Pesachim 74
“A heart is different.”
We start a new chapter today in the Talmud that is focused on roasting of the Paschal lamb which promises to be just as challenging as the past one. We begin with the act of preparing for the roasting itself. The first principle we learn is that the lamb must be roasted by a fire and never cooked. And any water that might come into contact with the lamb which could result in cooking must be avoided. This all goes back to a passage in Exodus which set the ground rules: “They shall eat the flesh that night, roasted on the fire; with unleavened bread and bitter herbs they shall eat it. Do not eat any of it raw or boiled in water, but roasted, its head with its legs and its inner parts.”
We are presented with a very precise recipe on how to prepare the lamb. First and foremost, the lamb must be roasted in a fire that is dry and fierce and devoid of any contact with water. A spit constructed of pomegranate wood is preferred over other kinds because it does not emit water. Palm wood gives off a small amount of water in the grooves between its leaves, which could contribute to cooking. Fig wood is hollow and filled with sap which could also result in cooking of the lamb. Wood from the oak, carob or sycamore tree has knots that must be sliced away and can emit water at the location of the cuts during roasting.
Metal spits were prohibited because according to the Fanny Farmer cookbook of the time, “if part of it is hot, all of it is hot.” We are told that the animal must be roasted by the pure flames of fire and nothing else. A metal spit could cause the lamb to be cooked through the conduction of heat rather than the open flames. Wood does not conduct heat and as result, it is more a certainty that the lamb is cooked through and through by the flames. There is a dissenting opinion on the use of a metal spit. Can you imagine if the pages of the Fanny Farmer cookbook included debates on whether to add salt or not? My childhood family would still be waiting on their dinner.
The next step in preparing the lamb according to one Rabbi is to fold its legs and entrails inside its body. Rabbi Yishmael provides us with a bit of alliteration when he says in a wonderful passage that the sound of the roasting lamb is “tokh, tokh.” Rabbi Tarfon advocates another approach that involves leaving the entrails outside the lamb and calls this a “helmeted kid.” He cites an image my vegetarian heart would rather not envision regarding the suspension of the animal’s entrails above its head when roasted on a spit, which resembles a helmet.

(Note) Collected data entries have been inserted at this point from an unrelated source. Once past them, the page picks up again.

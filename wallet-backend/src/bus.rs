use std::sync::atomic::{AtomicU64, Ordering};
use std::sync::Arc;

use tokio::sync::broadcast;

use crate::errors::{WalletError, WalletResult};

/// Default buffer of undelivered messages per subscriber.
pub const DEFAULT_BUS_CAPACITY: usize = 256;

/// Typed publish/subscribe channel.
///
/// Subscribing hands out a [`Subscription`]; dropping it unsubscribes.
#[derive(Debug)]
pub struct EventBus<T: Clone> {
    sender: broadcast::Sender<T>,
    published: Arc<AtomicU64>,
}

impl<T: Clone> Clone for EventBus<T> {
    fn clone(&self) -> Self {
        Self {
            sender: self.sender.clone(),
            published: Arc::clone(&self.published),
        }
    }
}

impl<T: Clone + Send + 'static> EventBus<T> {
    pub fn new(capacity: usize) -> Self {
        let (sender, _receiver) = broadcast::channel(capacity.max(1));
        Self {
            sender,
            published: Arc::new(AtomicU64::new(0)),
        }
    }

    /// Delivers to every live subscriber. Publishing with nobody listening is not an error.
    pub fn publish(&self, message: T) {
        self.published.fetch_add(1, Ordering::Relaxed);
        if self.sender.send(message).is_err() {
            log::trace!("published message with no subscribers");
        }
    }

    pub fn subscribe(&self) -> Subscription<T> {
        Subscription {
            receiver: self.sender.subscribe(),
        }
    }

    pub fn subscriber_count(&self) -> usize {
        self.sender.receiver_count()
    }

    pub fn published_count(&self) -> u64 {
        self.published.load(Ordering::Relaxed)
    }
}

impl<T: Clone + Send + 'static> Default for EventBus<T> {
    fn default() -> Self {
        Self::new(DEFAULT_BUS_CAPACITY)
    }
}

/// A live registration on an [`EventBus`].
#[derive(Debug)]
pub struct Subscription<T: Clone> {
    receiver: broadcast::Receiver<T>,
}

impl<T: Clone> Subscription<T> {
    /// Next message. Messages lost to lag are logged and skipped.
    pub async fn recv(&mut self) -> WalletResult<T> {
        loop {
            match self.receiver.recv().await {
                Ok(message) => return Ok(message),
                Err(broadcast::error::RecvError::Lagged(skipped)) => {
                    log::warn!("subscriber lagged, skipped {} messages", skipped);
                }
                Err(broadcast::error::RecvError::Closed) => return Err(WalletError::ChannelClosed),
            }
        }
    }

    /// Non-blocking variant; `None` when nothing is queued.
    pub fn try_recv(&mut self) -> WalletResult<Option<T>> {
        loop {
            match self.receiver.try_recv() {
                Ok(message) => return Ok(Some(message)),
                Err(broadcast::error::TryRecvError::Empty) => return Ok(None),
                Err(broadcast::error::TryRecvError::Lagged(skipped)) => {
                    log::warn!("subscriber lagged, skipped {} messages", skipped);
                }
                Err(broadcast::error::TryRecvError::Closed) => {
                    return Err(WalletError::ChannelClosed)
                }
            }
        }
    }

    /// Everything currently queued.
    pub fn drain(&mut self) -> WalletResult<Vec<T>> {
        let mut drained = Vec::new();
        while let Some(message) = self.try_recv()? {
            drained.push(message);
        }
        Ok(drained)
    }
}

#[cfg(test)]
mod tests {
    use super::*;

    #[tokio::test]
    async fn subscribers_receive_in_order() {
        let bus = EventBus::new(8);
        let mut sub = bus.subscribe();
        bus.publish(1u32);
        bus.publish(2u32);
        assert_eq!(sub.recv().await.unwrap(), 1);
        assert_eq!(sub.recv().await.unwrap(), 2);
        assert_eq!(bus.published_count(), 2);
    }

    #[test]
    fn dropping_subscription_unsubscribes() {
        let bus: EventBus<u32> = EventBus::default();
        let first = bus.subscribe();
        let second = bus.subscribe();
        assert_eq!(bus.subscriber_count(), 2);
        drop(first);
        assert_eq!(bus.subscriber_count(), 1);
        drop(second);
        assert_eq!(bus.subscriber_count(), 0);
        bus.publish(7);
    }

    #[test]
    fn lagging_subscriber_skips_oldest() {
        let bus = EventBus::new(2);
        let mut sub = bus.subscribe();
        for value in 0..5u32 {
            bus.publish(value);
        }
        assert_eq!(sub.drain().unwrap(), vec![3, 4]);
    }

    #[test]
    fn closed_bus_reports_channel_closed() {
        let bus: EventBus<u32> = EventBus::new(2);
        let mut sub = bus.subscribe();
        drop(bus);
        assert_eq!(sub.try_recv().unwrap_err(), WalletError::ChannelClosed);
    }
}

Although the Paschal lamb could only be roasted and sacrificed and consumed when the temple stood in Jerusalem, there is a Fannie Farmer recipe for eating something that resembles it in modern times. If the animal is altered in some way, and a limb severed or boiled, it can be consumed in an approximation of the original ceremony.
Today’s Daf Yomi reminded me of my paternal grandmother who held many family secrets within her always too hot kitchen with something steaming on the stove. The family loved her black and white cookies. They were moist on the inside and topped with silky black and white icing. She never used a recipe and her borscht, brisket, noodle kugel, and those black and white cookies were all made from memory.
When she was getting older and my father was fearful that one day the food that he grew up with would be lost forever, I was tasked with spending a weekend with my grandmother in order to record her recipes. I arrived at her modest New Jersey home with a notebook determined to get the job done. I was probably eleven years old at the time and a huge Nancy Drew fan. It was a job that I was determined to complete with great purpose.
I was unable to get much written down as my grandmother scurried among the pots and pans in her kitchen and explained that she used a dash of this and a dash of that. And it wasn’t always the same dash, which was dependent on how she felt at the time. Sometimes, she would use salt, sometimes she didn’t. And the mystery of how to create the perfect black and white cookie was never properly documented.
I have tried black and white cookies over the years from New York City delis and they are either too doughy, or too hard, or too sweet, but never how I remembered them from my grandmother’s kitchen. It is as though they are all missing the one key ingredient that can never be replicated – the love radiating from a grandmother’s heart who lived a hard life but shared what she had through food.